Computational Formal Semantics: Propositional and First-Order Logic

Mon 06 May 2013 by Adrian Brasoveanu

Plan for the May 7 (11 am-12 pm) meeting: we’ll go through the implementation of propositional and first-order logic in the “Computational Semantics” textbook. This material is discussed in chapters 4, 5 and 6 of the textbook interspersed with various other topics. Jan van Eijck and Christina Unger (the authors of the textbook) have graciously allowed us to link to re-organized parts of their code on this site. For the complete original code, see here.

From now on, the Haskell scripts will be organized in groups based on the main topic they address.

The first topic is propositional logic. We have a module defining the syntax of propositional logic PropLsyn.hs, a module defining the corresponding semantics of propositional logic PropLsem.hs, and the GHCI script PropLghci.hs we will use in the meeting to introduce and interact with these modules. You should place all these files in the same folder.

The second topic is first-order logic (FOL).
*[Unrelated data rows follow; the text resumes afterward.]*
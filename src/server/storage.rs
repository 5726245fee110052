//! Server-side profile storage.
//!
//! Stores one JSON profile per user in the following structure:
//! ```text
//! <DATA_DIR>/
//!   <user_id>/
//!     profile.json
//! ```
//!
//! A push replaces the stored profile in full; the file is the unit of
//! consistency (last write wins).

use chrono::{DateTime, Utc};
use serde::{Deserialize, Serialize};
use std::fs::{self, File};
use std::io::{self, Write};
use std::path::PathBuf;

use crate::models::{Exercise, WorkoutEntry};

/// One user's cloud profile as stored on disk.
#[derive(Debug, Clone, Default, Serialize, Deserialize)]
#[serde(rename_all = "camelCase")]
pub struct StoredProfile {
    pub exercises: Vec<Exercise>,
    pub workouts: Vec<WorkoutEntry>,
    pub last_sync_timestamp: Option<DateTime<Utc>>,
}

/// Errors that can occur during profile storage operations.
#[derive(Debug)]
pub enum ProfileStorageError {
    /// I/O error reading or writing a file.
    IoError(PathBuf, io::Error),
    /// Error parsing or serializing a stored profile.
    ParseError(PathBuf, serde_json::Error),
    /// Invalid user ID (e.g. contains path separators).
    InvalidUserId(String),
}

impl std::fmt::Display for ProfileStorageError {
    fn fmt(&self, f: &mut std::fmt::Formatter<'_>) -> std::fmt::Result {
        match self {
            ProfileStorageError::IoError(path, e) => {
                write!(f, "I/O error for {}: {}", path.display(), e)
            }
            ProfileStorageError::ParseError(path, e) => {
                write!(f, "Failed to parse profile {}: {}", path.display(), e)
            }
            ProfileStorageError::InvalidUserId(id) => {
                write!(f, "Invalid user ID: {}", id)
            }
        }
    }
}

impl std::error::Error for ProfileStorageError {
    fn source(&self) -> Option<&(dyn std::error::Error + 'static)> {
        match self {
            ProfileStorageError::IoError(_, e) => Some(e),
            _ => None,
        }
    }
}

/// File-backed storage for per-user cloud profiles.
#[derive(Debug, Clone)]
pub struct ProfileStorage {
    data_dir: PathBuf,
}

impl ProfileStorage {
    pub fn new(data_dir: impl Into<PathBuf>) -> Self {
        Self {
            data_dir: data_dir.into(),
        }
    }

    /// Validates a user ID to prevent path traversal attacks.
    fn validate_user_id(user_id: &str) -> Result<(), ProfileStorageError> {
        if user_id.is_empty()
            || user_id.contains('/')
            || user_id.contains('\\')
            || user_id.contains("..")
            || user_id.starts_with('.')
        {
            return Err(ProfileStorageError::InvalidUserId(user_id.to_string()));
        }
        Ok(())
    }

    fn profile_path(&self, user_id: &str) -> PathBuf {
        self.data_dir.join(user_id).join("profile.json")
    }

    /// Loads a user's profile.
    ///
    /// Returns `Ok(None)` if the user has never pushed one.
    pub fn load(&self, user_id: &str) -> Result<Option<StoredProfile>, ProfileStorageError> {
        Self::validate_user_id(user_id)?;

        let path = self.profile_path(user_id);

        let contents = match fs::read_to_string(&path) {
            Ok(contents) => contents,
            Err(e) if e.kind() == io::ErrorKind::NotFound => return Ok(None),
            Err(e) => return Err(ProfileStorageError::IoError(path, e)),
        };

        let profile = serde_json::from_str(&contents)
            .map_err(|e| ProfileStorageError::ParseError(path, e))?;

        Ok(Some(profile))
    }

    /// Saves a user's profile, replacing any previous one.
    pub fn save(
        &self,
        user_id: &str,
        profile: &StoredProfile,
    ) -> Result<(), ProfileStorageError> {
        Self::validate_user_id(user_id)?;

        let user_dir = self.data_dir.join(user_id);
        let path = self.profile_path(user_id);

        fs::create_dir_all(&user_dir)
            .map_err(|e| ProfileStorageError::IoError(user_dir.clone(), e))?;

        let json = serde_json::to_string(profile)
            .map_err(|e| ProfileStorageError::ParseError(path.clone(), e))?;

        // Write atomically using temp file + rename
        let temp_path = path.with_extension("json.tmp");

        let mut file = File::create(&temp_path)
            .map_err(|e| ProfileStorageError::IoError(temp_path.clone(), e))?;

        file.write_all(json.as_bytes())
            .map_err(|e| ProfileStorageError::IoError(temp_path.clone(), e))?;

        file.sync_all()
            .map_err(|e| ProfileStorageError::IoError(temp_path.clone(), e))?;

        fs::rename(&temp_path, &path).map_err(|e| ProfileStorageError::IoError(path, e))?;

        Ok(())
    }

    /// Checks if a user has a stored profile.
    pub fn exists(&self, user_id: &str) -> Result<bool, ProfileStorageError> {
        Self::validate_user_id(user_id)?;
        Ok(self.profile_path(user_id).exists())
    }
}

#[cfg(test)]
mod tests {
    use super::*;
    use tempfile::TempDir;

    fn setup() -> (ProfileStorage, TempDir) {
        let temp_dir = TempDir::new().unwrap();
        let storage = ProfileStorage::new(temp_dir.path());
        (storage, temp_dir)
    }

    fn profile_with(name: &str) -> StoredProfile {
        StoredProfile {
            exercises: vec![Exercise::new(name)],
            workouts: Vec::new(),
            last_sync_timestamp: Some(Utc::now()),
        }
    }

    #[test]
    fn test_validate_user_id() {
        // Valid
        assert!(ProfileStorage::validate_user_id("u_42").is_ok());
        assert!(ProfileStorage::validate_user_id("alice").is_ok());
        assert!(ProfileStorage::validate_user_id("user-123").is_ok());

        // Invalid
        assert!(ProfileStorage::validate_user_id("").is_err());
        assert!(ProfileStorage::validate_user_id("../evil").is_err());
        assert!(ProfileStorage::validate_user_id("foo/bar").is_err());
        assert!(ProfileStorage::validate_user_id("foo\\bar").is_err());
        assert!(ProfileStorage::validate_user_id(".hidden").is_err());
    }

    #[test]
    fn test_load_nonexistent_returns_none() {
        let (storage, _temp) = setup();
        assert!(storage.load("u_42").unwrap().is_none());
    }

    #[test]
    fn test_save_and_load_roundtrip() {
        let (storage, _temp) = setup();

        let profile = profile_with("Squat");
        storage.save("u_42", &profile).unwrap();

        let loaded = storage.load("u_42").unwrap().unwrap();
        assert_eq!(loaded.exercises.len(), 1);
        assert_eq!(loaded.exercises[0].id, profile.exercises[0].id);
        assert_eq!(loaded.exercises[0].name, "Squat");
        assert_eq!(loaded.last_sync_timestamp, profile.last_sync_timestamp);
    }

    #[test]
    fn test_users_are_isolated() {
        let (storage, _temp) = setup();

        storage.save("alice", &profile_with("Squat")).unwrap();
        storage.save("bob", &profile_with("Bench")).unwrap();

        let alice = storage.load("alice").unwrap().unwrap();
        let bob = storage.load("bob").unwrap().unwrap();

        assert_eq!(alice.exercises[0].name, "Squat");
        assert_eq!(bob.exercises[0].name, "Bench");
    }

    #[test]
    fn test_overwrite_existing() {
        let (storage, _temp) = setup();

        storage.save("u_42", &profile_with("Old")).unwrap();
        storage.save("u_42", &profile_with("New")).unwrap();

        let loaded = storage.load("u_42").unwrap().unwrap();
        assert_eq!(loaded.exercises.len(), 1);
        assert_eq!(loaded.exercises[0].name, "New");
    }

    #[test]
    fn test_exists() {
        let (storage, _temp) = setup();

        assert!(!storage.exists("u_42").unwrap());
        storage.save("u_42", &StoredProfile::default()).unwrap();
        assert!(storage.exists("u_42").unwrap());
    }

    #[test]
    fn test_directory_structure() {
        let (storage, temp) = setup();

        storage.save("u_42", &StoredProfile::default()).unwrap();

        assert!(temp.path().join("u_42").join("profile.json").exists());
    }

    #[test]
    fn test_stored_profile_json_field_names() {
        let profile = profile_with("Squat");
        let json = serde_json::to_string(&profile).unwrap();

        assert!(json.contains("\"lastSyncTimestamp\""));
        assert!(!json.contains("last_sync_timestamp"));
    }
}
Just as for prop. logic, we have a module defining the syntax of FOL PredLsyn.hs, a module defining the corresponding semantics of FOL PredLsem.hs, a distinct module defining a particular FOL model Model.hs and finally, the GHCI script PredLghci.hs we will use in the meeting to introduce and interact with all these modules. Again, you should place all these files in the same folder.

Note that because of the additional complexity of FOL, we chose to separate the recursive definition of truth and satisfaction for FOL (PredLsem.hs) and the definition of a particular model (Model.hs) relative to which we can evaluate FOL formulas.